In this paper, we present a fabrication method of functionalized gold nanostructures on flexible substrate that can be implemented for plasmonic sensing application. For biomolecular sensing, many researchers exploit unconventional lithography method like nanoimprint lithography (NIP), contact transfer lithography, soft lithography, colloidal transfer printing due to its usability and easy to functionalization. In particular, nanoimprint and contact transfer lithography need to have anti-adhesion layer for distinctive metallic properties on the flexible substrates. However, when metallic thin film was deposited on the anti-adhesion layer coated substrates, we discover much aggravation of the mold by repetitive use. Thus it would be impossible to get a high quality of metal nanostructure on the transferred substrate for developing flexible electronics based transfer printing. Here we demonstrate a method for nano-pillar mold and transfer the controllable nanoparticle array on the flexible substrates without an anti-adhesion layer. Also functionalization of gold was investigated by the different length of thiol applied for effectively localized surface plasmonic resonance sensing. First, a focused ion beam (FIB) and ICP-RIE are used to fabricate the nanoscale pillar array. Then gold metal layer is deposited onto the patterned nanostructure. The metallic 130 nm and 250 nm nanodisk pattern are transferred onto flexible polymer substrate by bi-layer functionalized contact imprinting which can be tunable surface energy interfaces. Different thiol reagents such as Thioglycolic acid (98%), 3-Mercaptopropionic acid (99%), 11-Mercaptoundecanoic acid (95%) and 16-Mercaptohexadecanoic acid (90%) are used.

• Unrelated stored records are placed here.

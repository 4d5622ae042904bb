//! Image access and preparation

pub mod catalog;
mod prepare;
mod store;

pub use catalog::{content_hash, scan_directory};
pub use prepare::{ImagePreparer, PreparedImage, JPEG_MIME};
pub use store::{
    DefaultImageStore, FsImageStore, HttpImageStore, ImageStore, ImageStoreError,
    MemoryImageStore,
};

Overcoming the repeatedly usage of the anti-adhesion layer mold which has less uniformity and not washable interface, contact printing method using bi-layer gold array are not only expedient access to fabrication but also have distinctive properties including anti-adhesion layer free, functionalized bottom of the gold nano disk, repeatedly replicate the pattern on the flexible substrate. As a result we demonstrate the feasibility of flexible plasmonic sensing interface and anticipate that the method can be extended to variable application including the portable bio sensor via mass production of stable nanostructure array and other nanophotonic application.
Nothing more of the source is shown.